Exercise brief: Lines from the entries below that hold "caps" form the answer; copy all of them.

Material provided:
--------

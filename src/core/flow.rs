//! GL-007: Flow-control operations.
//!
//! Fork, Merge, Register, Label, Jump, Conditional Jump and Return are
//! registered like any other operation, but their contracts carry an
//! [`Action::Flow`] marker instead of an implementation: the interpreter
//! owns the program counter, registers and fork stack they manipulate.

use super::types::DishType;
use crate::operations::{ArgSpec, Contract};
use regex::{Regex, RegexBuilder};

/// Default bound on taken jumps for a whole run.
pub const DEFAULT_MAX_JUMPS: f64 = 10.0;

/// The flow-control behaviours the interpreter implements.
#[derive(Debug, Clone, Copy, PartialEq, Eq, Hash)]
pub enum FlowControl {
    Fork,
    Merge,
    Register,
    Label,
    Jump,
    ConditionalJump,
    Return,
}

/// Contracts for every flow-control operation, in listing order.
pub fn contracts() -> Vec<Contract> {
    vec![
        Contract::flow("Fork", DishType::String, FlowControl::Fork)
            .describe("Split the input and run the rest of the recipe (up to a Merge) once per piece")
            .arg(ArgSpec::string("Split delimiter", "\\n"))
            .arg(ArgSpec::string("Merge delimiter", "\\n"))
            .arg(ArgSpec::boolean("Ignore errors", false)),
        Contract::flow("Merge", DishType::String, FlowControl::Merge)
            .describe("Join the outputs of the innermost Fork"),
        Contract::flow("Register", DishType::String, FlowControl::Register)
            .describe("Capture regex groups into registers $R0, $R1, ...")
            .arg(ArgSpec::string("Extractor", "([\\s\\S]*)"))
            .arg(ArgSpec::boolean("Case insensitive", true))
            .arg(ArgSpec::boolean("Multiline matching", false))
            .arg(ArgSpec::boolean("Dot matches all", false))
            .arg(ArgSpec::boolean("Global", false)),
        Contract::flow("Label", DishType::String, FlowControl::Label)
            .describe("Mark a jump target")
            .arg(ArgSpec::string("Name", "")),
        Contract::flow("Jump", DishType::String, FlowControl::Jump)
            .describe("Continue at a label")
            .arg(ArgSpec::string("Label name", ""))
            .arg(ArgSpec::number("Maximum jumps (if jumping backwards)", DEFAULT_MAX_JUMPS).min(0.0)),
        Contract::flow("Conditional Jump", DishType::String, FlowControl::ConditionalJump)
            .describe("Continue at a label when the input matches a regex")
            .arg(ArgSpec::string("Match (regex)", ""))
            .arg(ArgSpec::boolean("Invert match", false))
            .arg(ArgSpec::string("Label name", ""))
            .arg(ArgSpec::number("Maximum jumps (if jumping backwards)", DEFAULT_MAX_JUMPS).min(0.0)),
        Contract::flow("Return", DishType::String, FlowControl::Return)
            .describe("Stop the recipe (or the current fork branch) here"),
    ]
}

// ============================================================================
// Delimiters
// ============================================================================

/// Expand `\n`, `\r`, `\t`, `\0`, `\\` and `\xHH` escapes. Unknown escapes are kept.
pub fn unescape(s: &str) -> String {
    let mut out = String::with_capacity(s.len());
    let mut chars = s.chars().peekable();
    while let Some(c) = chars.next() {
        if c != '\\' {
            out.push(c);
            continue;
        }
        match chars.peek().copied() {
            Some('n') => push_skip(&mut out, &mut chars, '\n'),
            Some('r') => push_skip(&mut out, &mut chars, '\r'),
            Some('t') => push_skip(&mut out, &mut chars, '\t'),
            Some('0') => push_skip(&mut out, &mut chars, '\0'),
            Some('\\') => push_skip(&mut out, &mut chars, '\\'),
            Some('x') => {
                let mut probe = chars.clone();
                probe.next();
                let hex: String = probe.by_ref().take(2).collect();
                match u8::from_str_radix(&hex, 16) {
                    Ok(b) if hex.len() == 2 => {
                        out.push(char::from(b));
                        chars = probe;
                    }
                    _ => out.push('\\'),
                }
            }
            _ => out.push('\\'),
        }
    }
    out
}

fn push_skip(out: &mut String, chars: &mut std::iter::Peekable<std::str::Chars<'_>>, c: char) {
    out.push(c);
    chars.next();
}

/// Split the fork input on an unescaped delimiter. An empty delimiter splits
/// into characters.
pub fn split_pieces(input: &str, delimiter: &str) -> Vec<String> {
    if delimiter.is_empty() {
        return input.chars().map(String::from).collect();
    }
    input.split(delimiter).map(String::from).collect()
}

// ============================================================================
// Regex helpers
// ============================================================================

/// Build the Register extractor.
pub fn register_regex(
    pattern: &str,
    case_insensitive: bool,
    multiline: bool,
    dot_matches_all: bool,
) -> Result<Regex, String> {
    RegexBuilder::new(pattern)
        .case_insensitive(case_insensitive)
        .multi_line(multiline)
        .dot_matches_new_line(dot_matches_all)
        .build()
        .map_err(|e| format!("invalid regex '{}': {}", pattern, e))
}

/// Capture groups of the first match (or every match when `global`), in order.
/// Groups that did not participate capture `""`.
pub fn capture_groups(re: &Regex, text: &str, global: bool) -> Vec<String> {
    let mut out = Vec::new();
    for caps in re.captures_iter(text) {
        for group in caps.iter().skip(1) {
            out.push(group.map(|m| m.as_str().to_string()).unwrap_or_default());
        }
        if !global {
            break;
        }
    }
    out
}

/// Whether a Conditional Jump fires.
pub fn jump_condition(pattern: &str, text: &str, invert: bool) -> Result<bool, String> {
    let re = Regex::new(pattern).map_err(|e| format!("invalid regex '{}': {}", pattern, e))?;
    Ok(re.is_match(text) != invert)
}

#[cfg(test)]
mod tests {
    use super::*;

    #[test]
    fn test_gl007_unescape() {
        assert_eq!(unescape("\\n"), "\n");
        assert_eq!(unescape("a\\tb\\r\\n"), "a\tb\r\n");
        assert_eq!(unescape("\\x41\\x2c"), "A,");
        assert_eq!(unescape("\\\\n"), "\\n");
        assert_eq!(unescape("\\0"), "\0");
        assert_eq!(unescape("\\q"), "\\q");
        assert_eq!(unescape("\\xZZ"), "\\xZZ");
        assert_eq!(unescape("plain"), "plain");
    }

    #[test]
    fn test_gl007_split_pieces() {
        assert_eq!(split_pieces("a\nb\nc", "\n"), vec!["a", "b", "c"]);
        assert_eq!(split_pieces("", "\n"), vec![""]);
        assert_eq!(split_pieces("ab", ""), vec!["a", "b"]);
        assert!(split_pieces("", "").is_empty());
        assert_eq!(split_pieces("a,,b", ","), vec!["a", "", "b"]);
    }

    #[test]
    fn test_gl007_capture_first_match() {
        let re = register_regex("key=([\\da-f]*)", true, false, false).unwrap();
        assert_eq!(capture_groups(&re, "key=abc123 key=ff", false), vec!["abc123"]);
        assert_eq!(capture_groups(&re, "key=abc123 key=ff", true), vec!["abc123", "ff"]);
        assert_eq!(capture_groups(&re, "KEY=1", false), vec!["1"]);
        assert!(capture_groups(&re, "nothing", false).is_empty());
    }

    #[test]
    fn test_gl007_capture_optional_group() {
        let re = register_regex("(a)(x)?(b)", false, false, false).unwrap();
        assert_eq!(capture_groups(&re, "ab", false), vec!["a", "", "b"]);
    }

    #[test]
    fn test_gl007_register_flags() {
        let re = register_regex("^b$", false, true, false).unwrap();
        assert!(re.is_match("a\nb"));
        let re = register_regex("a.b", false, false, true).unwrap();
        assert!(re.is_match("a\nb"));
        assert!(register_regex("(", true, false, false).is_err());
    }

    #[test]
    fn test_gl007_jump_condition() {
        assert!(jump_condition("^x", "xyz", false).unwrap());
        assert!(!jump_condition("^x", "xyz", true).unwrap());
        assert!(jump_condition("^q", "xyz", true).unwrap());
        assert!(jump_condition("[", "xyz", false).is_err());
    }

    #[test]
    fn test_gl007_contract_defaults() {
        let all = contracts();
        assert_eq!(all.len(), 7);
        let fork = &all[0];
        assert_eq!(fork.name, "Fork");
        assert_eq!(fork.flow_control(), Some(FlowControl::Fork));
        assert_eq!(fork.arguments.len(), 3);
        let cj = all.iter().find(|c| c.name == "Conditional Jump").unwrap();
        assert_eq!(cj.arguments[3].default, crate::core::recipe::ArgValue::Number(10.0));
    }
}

--------

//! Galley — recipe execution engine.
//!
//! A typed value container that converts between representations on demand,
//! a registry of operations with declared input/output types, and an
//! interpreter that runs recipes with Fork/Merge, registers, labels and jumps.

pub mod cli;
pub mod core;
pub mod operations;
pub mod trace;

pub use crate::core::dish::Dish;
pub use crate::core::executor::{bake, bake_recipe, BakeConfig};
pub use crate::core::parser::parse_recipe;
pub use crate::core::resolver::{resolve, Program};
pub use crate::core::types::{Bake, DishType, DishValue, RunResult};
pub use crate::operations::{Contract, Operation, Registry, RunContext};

--------

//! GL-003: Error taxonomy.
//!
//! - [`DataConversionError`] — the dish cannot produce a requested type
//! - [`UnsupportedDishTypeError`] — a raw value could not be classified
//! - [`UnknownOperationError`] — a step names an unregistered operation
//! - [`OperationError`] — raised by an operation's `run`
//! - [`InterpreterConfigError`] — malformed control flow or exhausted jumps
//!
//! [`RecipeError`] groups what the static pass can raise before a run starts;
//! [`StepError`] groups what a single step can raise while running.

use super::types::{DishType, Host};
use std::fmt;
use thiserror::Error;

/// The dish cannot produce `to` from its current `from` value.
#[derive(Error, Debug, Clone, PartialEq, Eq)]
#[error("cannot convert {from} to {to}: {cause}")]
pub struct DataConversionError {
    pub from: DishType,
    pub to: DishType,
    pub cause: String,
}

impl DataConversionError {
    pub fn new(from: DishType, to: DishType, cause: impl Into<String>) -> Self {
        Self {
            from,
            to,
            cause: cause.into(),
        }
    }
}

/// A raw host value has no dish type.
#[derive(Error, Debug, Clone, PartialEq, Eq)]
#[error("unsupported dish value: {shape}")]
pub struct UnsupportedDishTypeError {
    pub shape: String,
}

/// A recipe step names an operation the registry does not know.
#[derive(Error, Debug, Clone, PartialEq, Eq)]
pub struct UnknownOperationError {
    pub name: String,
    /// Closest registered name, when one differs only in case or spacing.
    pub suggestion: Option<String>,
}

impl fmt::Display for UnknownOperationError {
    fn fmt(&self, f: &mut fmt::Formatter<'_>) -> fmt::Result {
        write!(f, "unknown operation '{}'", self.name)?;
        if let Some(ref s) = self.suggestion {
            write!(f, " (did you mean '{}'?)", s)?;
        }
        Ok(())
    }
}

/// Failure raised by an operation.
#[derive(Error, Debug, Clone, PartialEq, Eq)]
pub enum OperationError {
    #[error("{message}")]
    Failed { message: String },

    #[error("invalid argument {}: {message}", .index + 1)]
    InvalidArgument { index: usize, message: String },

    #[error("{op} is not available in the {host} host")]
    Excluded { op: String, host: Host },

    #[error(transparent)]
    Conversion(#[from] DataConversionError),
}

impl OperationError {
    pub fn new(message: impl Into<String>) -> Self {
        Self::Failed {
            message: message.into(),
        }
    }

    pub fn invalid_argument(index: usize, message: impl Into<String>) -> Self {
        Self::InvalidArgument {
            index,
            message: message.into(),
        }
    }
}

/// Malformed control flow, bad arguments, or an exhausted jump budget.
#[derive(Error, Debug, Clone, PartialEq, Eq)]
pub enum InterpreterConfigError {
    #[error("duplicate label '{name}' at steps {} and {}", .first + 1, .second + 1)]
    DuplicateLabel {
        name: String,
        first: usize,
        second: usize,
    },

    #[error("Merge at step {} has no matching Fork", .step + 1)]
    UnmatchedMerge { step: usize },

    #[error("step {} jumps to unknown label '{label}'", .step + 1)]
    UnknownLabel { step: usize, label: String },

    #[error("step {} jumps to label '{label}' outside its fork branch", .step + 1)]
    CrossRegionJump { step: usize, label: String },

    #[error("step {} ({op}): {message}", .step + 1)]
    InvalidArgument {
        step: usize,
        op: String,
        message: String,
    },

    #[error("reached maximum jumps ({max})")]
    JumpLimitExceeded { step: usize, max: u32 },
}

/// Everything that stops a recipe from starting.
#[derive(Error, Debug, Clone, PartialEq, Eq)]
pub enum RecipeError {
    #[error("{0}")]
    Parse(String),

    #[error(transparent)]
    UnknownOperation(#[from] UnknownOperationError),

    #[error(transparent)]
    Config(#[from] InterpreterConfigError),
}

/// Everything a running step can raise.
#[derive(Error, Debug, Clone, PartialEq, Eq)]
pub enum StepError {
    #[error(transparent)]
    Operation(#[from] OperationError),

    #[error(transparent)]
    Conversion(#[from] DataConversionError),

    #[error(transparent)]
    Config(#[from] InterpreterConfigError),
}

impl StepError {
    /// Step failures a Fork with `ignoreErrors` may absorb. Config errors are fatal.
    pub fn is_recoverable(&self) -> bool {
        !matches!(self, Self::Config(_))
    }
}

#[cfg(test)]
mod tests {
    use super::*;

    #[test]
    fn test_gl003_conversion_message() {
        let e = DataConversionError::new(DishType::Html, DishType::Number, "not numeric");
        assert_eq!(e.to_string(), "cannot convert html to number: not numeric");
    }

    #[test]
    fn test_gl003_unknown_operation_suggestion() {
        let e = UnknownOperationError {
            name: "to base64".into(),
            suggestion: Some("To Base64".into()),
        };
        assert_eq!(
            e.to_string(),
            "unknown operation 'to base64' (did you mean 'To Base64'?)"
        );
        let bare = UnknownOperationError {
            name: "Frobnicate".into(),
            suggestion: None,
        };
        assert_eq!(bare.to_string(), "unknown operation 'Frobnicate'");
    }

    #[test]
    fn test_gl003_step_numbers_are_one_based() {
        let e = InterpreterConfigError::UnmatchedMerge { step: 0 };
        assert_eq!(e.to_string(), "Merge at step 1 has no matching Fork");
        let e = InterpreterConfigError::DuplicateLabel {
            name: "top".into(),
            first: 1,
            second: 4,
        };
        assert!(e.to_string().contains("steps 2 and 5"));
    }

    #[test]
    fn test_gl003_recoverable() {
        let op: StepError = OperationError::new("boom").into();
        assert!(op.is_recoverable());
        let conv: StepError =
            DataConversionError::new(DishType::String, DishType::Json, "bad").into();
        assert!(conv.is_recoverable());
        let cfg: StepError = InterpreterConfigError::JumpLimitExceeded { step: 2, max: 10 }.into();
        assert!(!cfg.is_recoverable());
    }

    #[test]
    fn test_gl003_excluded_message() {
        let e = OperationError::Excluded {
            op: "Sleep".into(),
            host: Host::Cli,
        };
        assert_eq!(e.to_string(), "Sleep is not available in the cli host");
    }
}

--------

Solution to the problem:
    for caps in re.captures_iter(text) {
        for group in caps.iter().skip(1) {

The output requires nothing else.